Before diving into the mathematical details, it is worth noting that the thing that sets the Kalman filter apart from the Holt-Winters algorithm is that in the latter, we needed to recognize and characterize a reoccurring pattern in our data.  For example, in the Red Fin housing sales, the data are conveniently regularly spaced in monthly intervals and seasonal patterns are readily apparent if not always predictable.  The Kalman filter imposes no such requirements, hence its usefulness.  It is often used in navigation activities within the aerospace field where it is applied to powered flight of a missile as readily as to a low-Earth orbiting spacecraft like Starlink to a libration orbiting spacecraft like JWST.

There are an enormous number of introductions to the Kalman filter each of them with their own specific strengths and weakness.  I tend to draw on two works: An Introduction to the Kalman Filter by Greg Welch and Gary Bishop and Poor Man’s Explanation of Kalman Filtering or How I stopped Worrying and Learned to Love Matrix Inversion by Roger M. du Plessis.  The latter work is particularly difficult to come by, but I’ve had it around for decades.  That said, I also draw on a variety of other references which will be noted when used.

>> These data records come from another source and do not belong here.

use super::*;
use chrono::TimeDelta;

#[test]
fn test_angle_limit_180() {
    assert!((angle_limit_180(190.0) - -170.0).abs() < 1e-9);
    assert!((angle_limit_180(-190.0) - 170.0).abs() < 1e-9);
    assert!((angle_limit_180(720.0 + 45.0) - 45.0).abs() < 1e-9);
    assert!((angle_limit_180(180.0) - 180.0).abs() < 1e-9);
    assert!((angle_limit_180(-180.0) - 180.0).abs() < 1e-9);
    assert!((angle_limit_180(10.0 - 350.0) - 20.0).abs() < 1e-9);
}

#[test]
fn test_local_time_wraps_around_midnight() {
    let snapshot = TelemetrySnapshot {
        time: 23.0 * 3600.0,
        utc_offset: TimeDelta::hours(2),
        ..TelemetrySnapshot::default()
    };
    assert!((snapshot.local_time_of_day() - 3600.0).abs() < 1e-9);

    let west = TelemetrySnapshot {
        time: 3600.0,
        utc_offset: TimeDelta::hours(-3),
        ..TelemetrySnapshot::default()
    };
    assert!((west.local_time_of_day() - 22.0 * 3600.0).abs() < 1e-9);
}

#[test]
fn test_task_time_to_go_validity() {
    let mut snapshot = TelemetrySnapshot::default();
    assert!(!snapshot.is_valid_task_time_to_go());
    snapshot.task_time_to_go = 1200.0;
    assert!(snapshot.is_valid_task_time_to_go());
    snapshot.task_time_to_go = 0.95e6;
    assert!(!snapshot.is_valid_task_time_to_go());
}

#[test]
fn test_terrain_warning_origin_means_clear() {
    let mut snapshot = TelemetrySnapshot::default();
    assert!(!snapshot.has_terrain_warning());
    snapshot.terrain_warning = GeoPoint::new(0.0, 7.5);
    assert!(snapshot.has_terrain_warning());
}

#[test]
fn test_start_rules_reject_bad_values() {
    assert_eq!(
        StartRules::new(-1.0, (0.0, 0.0), (0.0, 0.0), StartHeightRef::AboveGround),
        Err(StartRulesError::NegativeValue)
    );
    assert_eq!(
        StartRules::new(3000.0, (f64::NAN, 0.0), (0.0, 0.0), StartHeightRef::AboveGround),
        Err(StartRulesError::NonFiniteValue)
    );
}

#[test]
fn test_start_rules_limits_and_margins() {
    let rules =
        StartRules::new(3000.0, (40.0, 5.0), (1000.0, 100.0), StartHeightRef::AboveSeaLevel)
            .unwrap();
    assert!(rules.speed_ok(40.0, false));
    assert!(!rules.speed_ok(42.0, false));
    assert!(rules.speed_ok(42.0, true));
    assert!(!rules.speed_ok(46.0, true));
    assert!(rules.height_ok(Some(1050.0), true));
    assert!(!rules.height_ok(Some(1050.0), false));
    assert!(rules.height_ok(None, false));

    let unlimited = StartRules::default();
    assert!(unlimited.speed_ok(500.0, false));
    assert!(unlimited.height_ok(Some(9000.0), false));
}

#[test]
fn test_start_inputs_follow_available_sensors() {
    let mut snapshot = TelemetrySnapshot {
        ground_speed: 30.0,
        nav_altitude: 1200.0,
        altitude_agl: Some(700.0),
        ..TelemetrySnapshot::default()
    };
    assert!((snapshot.start_speed() - 30.0).abs() < 1e-9);
    snapshot.indicated_airspeed = Some(33.0);
    assert!((snapshot.start_speed() - 33.0).abs() < 1e-9);
    assert_eq!(snapshot.start_height(StartHeightRef::AboveGround), Some(700.0));
    assert_eq!(snapshot.start_height(StartHeightRef::AboveSeaLevel), Some(1200.0));
}

#[test]
fn test_task_point_validity() {
    let mut task = TaskState {
        points: vec![TaskPoint::new(46.0, 8.0), TaskPoint::new(46.5, 8.5)],
        ..TaskState::default()
    };
    assert!(task.has_active_point());
    assert!(task.has_next_point());
    assert!(task.on_first_leg());
    task.active = 1;
    assert!(!task.has_next_point());
    assert!(!task.on_first_leg());
    task.active = 2;
    assert!(task.active_point().is_none());
    assert_eq!(TaskType::from("AAT"), TaskType::Aat);
    assert_eq!(TaskType::from("unknown"), TaskType::Racing);
    assert_eq!(StartHeightRef::from("MSL"), StartHeightRef::AboveSeaLevel);
    assert_eq!(StartHeightRef::from("agl"), StartHeightRef::AboveGround);
}
use crate::info;
use crate::monitor::ConditionMonitors;
use crate::notification::NotificationSink;
use crate::telemetry::TelemetrySnapshot;
use tokio::sync::watch;

/// Drives the condition monitors from a stream of telemetry snapshots.
pub struct MonitorFeed<S> {
    monitors: ConditionMonitors,
    sink: S,
    ticks: u64,
}

impl<S: NotificationSink> MonitorFeed<S> {
    pub fn new(monitors: ConditionMonitors, sink: S) -> Self { Self { monitors, sink, ticks: 0 } }

    pub fn monitors(&self) -> &ConditionMonitors { &self.monitors }

    pub fn sink(&self) -> &S { &self.sink }

    /// Number of snapshots processed so far.
    pub fn ticks(&self) -> u64 { self.ticks }

    /// Processes one snapshot synchronously.
    pub fn tick(&mut self, snapshot: &TelemetrySnapshot) {
        self.monitors.update(snapshot, &mut self.sink);
        self.ticks += 1;
    }

    /// Runs the monitors on every snapshot published on `rx` until the sender is dropped.
    ///
    /// Snapshots published faster than they are processed are skipped; only the latest one
    /// is evaluated.
    pub async fn run(mut self, mut rx: watch::Receiver<TelemetrySnapshot>) -> Self {
        info!("Condition monitor feed started.");
        while rx.changed().await.is_ok() {
            let snapshot = rx.borrow_and_update();
            self.tick(&snapshot);
        }
        info!("Telemetry source closed after {} ticks, stopping condition monitor feed.", self.ticks);
        self
    }
}

#[cfg(test)]
mod tests {
    use super::*;
    use crate::notification::{ChannelSink, Notification, StatusMessage};
    use crate::telemetry::WindVector;

    fn no_sunset(_: crate::telemetry::GeoPoint) -> Option<f64> { None }

    fn flying_at(time: f64, wind_speed: f64) -> TelemetrySnapshot {
        TelemetrySnapshot {
            time,
            flying: true,
            wind: WindVector::new(wind_speed, 270.0),
            ..TelemetrySnapshot::default()
        }
    }

    #[tokio::test]
    async fn test_feed_runs_until_sender_dropped() {
        let (sink, mut notifications) = ChannelSink::new();
        let feed = MonitorFeed::new(ConditionMonitors::new(no_sunset), sink);
        let (tx, rx) = watch::channel(TelemetrySnapshot::default());
        tx.send(flying_at(100.0, 2.0)).unwrap();
        drop(tx);

        let feed = feed.run(rx).await;
        assert_eq!(feed.ticks(), 1);
        assert_eq!(feed.monitors().wind().state().last_check_time(), Some(100.0));
        assert!(notifications.try_recv().is_err());
    }

    #[tokio::test]
    async fn test_feed_only_evaluates_latest_snapshot() {
        let feed = MonitorFeed::new(ConditionMonitors::new(no_sunset), Vec::<Notification>::new());
        let (tx, rx) = watch::channel(TelemetrySnapshot::default());
        let handle = tokio::spawn(feed.run(rx));
        for time in [100.0, 200.0, 300.0] {
            tx.send(flying_at(time, 2.0)).unwrap();
        }
        drop(tx);

        let feed = handle.await.unwrap();
        assert!(feed.ticks() >= 1);
        assert_eq!(feed.monitors().wind().state().last_check_time(), Some(300.0));
        assert!(feed.sink().is_empty());
    }

    #[test]
    fn test_tick_counts_and_collects() {
        let mut feed = MonitorFeed::new(ConditionMonitors::new(no_sunset), Vec::<Notification>::new());
        feed.tick(&flying_at(100.0, 2.0));
        feed.tick(&flying_at(200.0, 9.0));
        assert_eq!(feed.ticks(), 2);
        assert_eq!(feed.sink(), &vec![Notification::Status(StatusMessage::WindChange)]);
    }
}
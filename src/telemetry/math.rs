/// One knot expressed in metres per second.
pub const KNOT_MS: f64 = 0.514_444;

/// Number of seconds in a day, used to fold timestamps into a time of day.
pub const SECONDS_PER_DAY: f64 = 86_400.0;

/// Converts a speed given in knots into metres per second.
pub fn knots(value: f64) -> f64 { value * KNOT_MS }

/// Normalizes an angle (or an angle difference) in degrees into the range `(-180, 180]`.
///
/// # Arguments
/// - `angle`: The angle in degrees, any magnitude.
///
/// # Returns
/// - An `f64` equivalent to `angle` modulo 360, centered around zero.
pub fn angle_limit_180(angle: f64) -> f64 {
    let wrapped = angle % 360.0;
    if wrapped > 180.0 {
        wrapped - 360.0
    } else if wrapped <= -180.0 {
        wrapped + 360.0
    } else {
        wrapped
    }
}

/// Exponential smoothing step: blends `new` into `old` with weight `alpha`.
pub fn smooth(old: f64, new: f64, alpha: f64) -> f64 { alpha * new + (1.0 - alpha) * old }
use crate::monitor::{Condition, MonitorKind};
use crate::notification::{Notification, StatusMessage};
use crate::telemetry::{TaskType, TelemetrySnapshot};
use chrono::TimeDelta;

/// Warns on an assigned area task when the pilot is on pace to finish before the minimum task time.
#[derive(Debug, Default, Clone)]
pub struct AatEarlyArrival;

impl AatEarlyArrival {
    pub fn new() -> Self { Self }
}

impl Condition for AatEarlyArrival {
    const KIND: MonitorKind = MonitorKind::AatTime;
    const NOTIFY_INTERVAL: TimeDelta = TimeDelta::minutes(15);
    const CHECK_INTERVAL: TimeDelta = TimeDelta::seconds(10);

    fn check(&mut self, snapshot: &TelemetrySnapshot) -> bool {
        let task = &snapshot.task;
        if task.route_optimized
            || task.task_type != TaskType::Aat
            || !task.has_active_point()
            || !(snapshot.valid_start && !snapshot.valid_finish)
            || !snapshot.flying
        {
            return false;
        }
        snapshot.task_time_to_go < snapshot.aat_time_to_go
    }

    fn notification(&self) -> Option<Notification> { Some(StatusMessage::EarlyTaskArrival.into()) }

    fn save_last(&mut self) {}
}
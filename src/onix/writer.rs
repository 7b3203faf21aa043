//! ONIX XML serialization
//!
//! Event-based writer producing an ONIX 3.0-shaped document from an
//! [`OnixMessage`]. Only I/O and encoding errors propagate; the message
//! itself is always serializable.

use std::fs::File;
use std::io::{BufWriter, Write};
use std::path::Path;

use quick_xml::events::{BytesDecl, BytesEnd, BytesStart, BytesText, Event};
use quick_xml::Writer;

use crate::error::AppResult;
use crate::onix::model::OnixMessage;

/// ONIX 3.0 reference-tag namespace
const ONIX_NS: &str = "http://ns.editeur.org/onix/3.0/reference";

/// Write the message to `path`, creating parent directories as needed
pub fn write_onix_file(path: &Path, message: &OnixMessage) -> AppResult<()> {
    if let Some(parent) = path.parent() {
        if !parent.as_os_str().is_empty() {
            std::fs::create_dir_all(parent)?;
        }
    }
    let file = File::create(path)?;
    let mut writer = BufWriter::new(file);
    write_onix(&mut writer, message)?;
    writer.flush()?;
    tracing::debug!(path = %path.display(), "wrote ONIX metadata file");
    Ok(())
}

/// Serialize the message to any writer
pub fn write_onix<W: Write>(out: W, message: &OnixMessage) -> AppResult<()> {
    let mut xml = Writer::new_with_indent(out, b' ', 2);

    xml.write_event(Event::Decl(BytesDecl::new("1.0", Some("UTF-8"), None)))?;

    let mut root = BytesStart::new("ONIXMessage");
    root.push_attribute(("xmlns", ONIX_NS));
    root.push_attribute(("release", "3.0"));
    xml.write_event(Event::Start(root))?;

    // header
    xml.write_event(Event::Start(BytesStart::new("Header")))?;
    write_text_element(&mut xml, "SentDateTime", &message.header.sent_date_time)?;
    xml.write_event(Event::End(BytesEnd::new("Header")))?;

    // product
    let product = &message.product;
    xml.write_event(Event::Start(BytesStart::new("Product")))?;
    write_text_element(&mut xml, "RecordReference", &product.record_reference)?;
    write_text_element(&mut xml, "NotificationType", &product.notification_type)?;

    xml.write_event(Event::Start(BytesStart::new("ProductIdentifier")))?;
    // 15 = ISBN-13
    write_text_element(&mut xml, "ProductIDType", "15")?;
    write_text_element(&mut xml, "IDValue", &product.product_identifier.product_id_value)?;
    xml.write_event(Event::End(BytesEnd::new("ProductIdentifier")))?;

    let descriptive = &product.descriptive_detail;
    xml.write_event(Event::Start(BytesStart::new("DescriptiveDetail")))?;
    write_text_element(&mut xml, "ProductFormDetail", &descriptive.product_form_detail)?;

    xml.write_event(Event::Start(BytesStart::new("TitleDetail")))?;
    xml.write_event(Event::Start(BytesStart::new("TitleElement")))?;
    write_text_element(
        &mut xml,
        "TitleText",
        &descriptive.title_detail.title_element.title_text,
    )?;
    xml.write_event(Event::End(BytesEnd::new("TitleElement")))?;
    xml.write_event(Event::End(BytesEnd::new("TitleDetail")))?;

    for contributor in &descriptive.contributors {
        xml.write_event(Event::Start(BytesStart::new("Contributor")))?;
        write_text_element(&mut xml, "SequenceNumber", &contributor.sequence_number)?;
        write_text_element(&mut xml, "ContributorRole", &contributor.contributor_role)?;
        write_text_element(&mut xml, "PersonName", &contributor.person_name)?;
        xml.write_event(Event::End(BytesEnd::new("Contributor")))?;
    }

    xml.write_event(Event::Start(BytesStart::new("Language")))?;
    write_text_element(&mut xml, "LanguageCode", &descriptive.language.language_code)?;
    xml.write_event(Event::End(BytesEnd::new("Language")))?;

    xml.write_event(Event::Start(BytesStart::new("Subject")))?;
    // 10 = BISAC subject heading
    write_text_element(&mut xml, "SubjectSchemeIdentifier", "10")?;
    write_text_element(&mut xml, "SubjectCode", &descriptive.subject.subject_code)?;
    xml.write_event(Event::End(BytesEnd::new("Subject")))?;
    xml.write_event(Event::End(BytesEnd::new("DescriptiveDetail")))?;

    xml.write_event(Event::Start(BytesStart::new("CollateralDetail")))?;
    xml.write_event(Event::Start(BytesStart::new("TextContent")))?;
    // 03 = description
    write_text_element(&mut xml, "TextType", "03")?;
    write_text_element(&mut xml, "Text", &product.collateral_detail.text_content_text)?;
    xml.write_event(Event::End(BytesEnd::new("TextContent")))?;
    xml.write_event(Event::End(BytesEnd::new("CollateralDetail")))?;

    let publishing = &product.publishing_detail;
    xml.write_event(Event::Start(BytesStart::new("PublishingDetail")))?;
    xml.write_event(Event::Start(BytesStart::new("Publisher")))?;
    write_text_element(&mut xml, "PublisherName", &publishing.publisher.publisher_name)?;
    xml.write_event(Event::End(BytesEnd::new("Publisher")))?;
    xml.write_event(Event::Start(BytesStart::new("PublishingDate")))?;
    write_text_element(
        &mut xml,
        "Date",
        &publishing.publishing_date.publishing_date_date,
    )?;
    xml.write_event(Event::End(BytesEnd::new("PublishingDate")))?;
    xml.write_event(Event::Start(BytesStart::new("SalesRights")))?;
    xml.write_event(Event::Start(BytesStart::new("Territory")))?;
    write_text_element(
        &mut xml,
        "CountriesIncluded",
        &publishing.sales_rights.countries_included,
    )?;
    xml.write_event(Event::End(BytesEnd::new("Territory")))?;
    xml.write_event(Event::End(BytesEnd::new("SalesRights")))?;
    xml.write_event(Event::End(BytesEnd::new("PublishingDetail")))?;

    let supply = &product.product_supply;
    xml.write_event(Event::Start(BytesStart::new("ProductSupply")))?;
    xml.write_event(Event::Start(BytesStart::new("SupplyDetail")))?;
    xml.write_event(Event::Start(BytesStart::new("Supplier")))?;
    write_text_element(&mut xml, "SupplierName", &supply.supplier.supplier_name)?;
    xml.write_event(Event::End(BytesEnd::new("Supplier")))?;
    write_text_element(&mut xml, "ProductAvailability", &supply.product_availability)?;
    xml.write_event(Event::Start(BytesStart::new("Price")))?;
    write_text_element(&mut xml, "PriceType", &supply.price.price_type)?;
    write_text_element(&mut xml, "PriceAmount", &supply.price.price_amount)?;
    write_text_element(&mut xml, "CurrencyCode", &supply.price.currency_code)?;
    xml.write_event(Event::End(BytesEnd::new("Price")))?;
    xml.write_event(Event::End(BytesEnd::new("SupplyDetail")))?;
    xml.write_event(Event::End(BytesEnd::new("ProductSupply")))?;

    xml.write_event(Event::End(BytesEnd::new("Product")))?;
    xml.write_event(Event::End(BytesEnd::new("ONIXMessage")))?;
    Ok(())
}

/// Write `<name>value</name>` in one go
fn write_text_element<W: Write>(
    writer: &mut Writer<W>,
    name: &str,
    value: &str,
) -> AppResult<()> {
    writer.write_event(Event::Start(BytesStart::new(name)))?;
    writer.write_event(Event::Text(BytesText::new(value)))?;
    writer.write_event(Event::End(BytesEnd::new(name)))?;
    Ok(())
}
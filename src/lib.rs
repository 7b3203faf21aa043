//! Open Research Library metadata harvester
//!
//! Harvests bibliographic records from the library's OAI-PMH feed, normalizes
//! them into canonical book records, renders ONIX metadata and uploads the
//! metadata, book and cover artifacts to object storage.

pub mod config;
pub mod error;
pub mod models;
pub mod normalize;
pub mod oai;
pub mod onix;
pub mod services;

pub use config::AppConfig;
pub use error::{AppError, AppResult};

I suppose there are four core mathematical concepts in the Kalman filter:  1) the state of the system can be represented by a list of physically meaningful quantities, 2) these quantities vary or evolve in time in some mathematically describable way, 3) some combination (often nonlinear) of the state variables may be measured, 4) the state variables and the measurements of them are ‘noisy’.

Welch and Bishop describe these four mathematical concepts as follows.  The state, which is described by a $n$-dimensional, real array of variables

\[ x \in \mathbb{R}^n \; \]

evolves according to the linear stochastic differential equation

\[ x_k = A x_{k-1} + B u_{k-1} + w_{k-1} \; , \]

where $A$, which is known as the $n \times n$ real-valued process matrix, provides the natural time evolution of the state at earlier time $t = k-1$ to the state at time $t = k$.  The quantity $u \in \mathbb{R}^{\ell} $ is a control or forcing term that is absent in the natural dynamics but can be impose externally on the system.  The $n \times \ell$, real-valued matrix $B$ maps the controls into the state evolution.  The term $w \in \mathbb{R}^n$ is the noise in the dynamics; it typically represents those parts of the natural evolution or of the control that are either not easily modeled or are unknown.

Measurement of the state is represented an $m$-dimensional, real-valued vector $z \in \mathbb{R}^m$ and is related to the state by the equation

\[ z_k = H x_k + v_k \; , \]

where $H$ is a $m \times n$ real-valued matrix and $v \in \mathbb{R}^m$ is the noise in the measurement.

In addition, both noise terms are assumed to be normally distributed with their probabilities described by

\[ p(w_k)  = N(0,Q_k) \; \]

and

\[ p(v_k) = N(0,R_k) \; , \]

where $Q_k \in \mathbb{R}^{n \times n}$ is the process noise covariance matrix and $R_k \in \mathbb{R}^{m \times m}$ is the measurement noise covariance matrix.  We further assume that they are uncorrelated with each other.  Generally, these noise covariances are time-varying since their values typically depend on the state.

Note that both the state and measurement equations are linear.  More often than not, Kalman filtering is applied to nonlinear systems but in those cases, the estimation process is linearized and the above equations are used.  Whether that is a good idea or not is a discussion for another day. 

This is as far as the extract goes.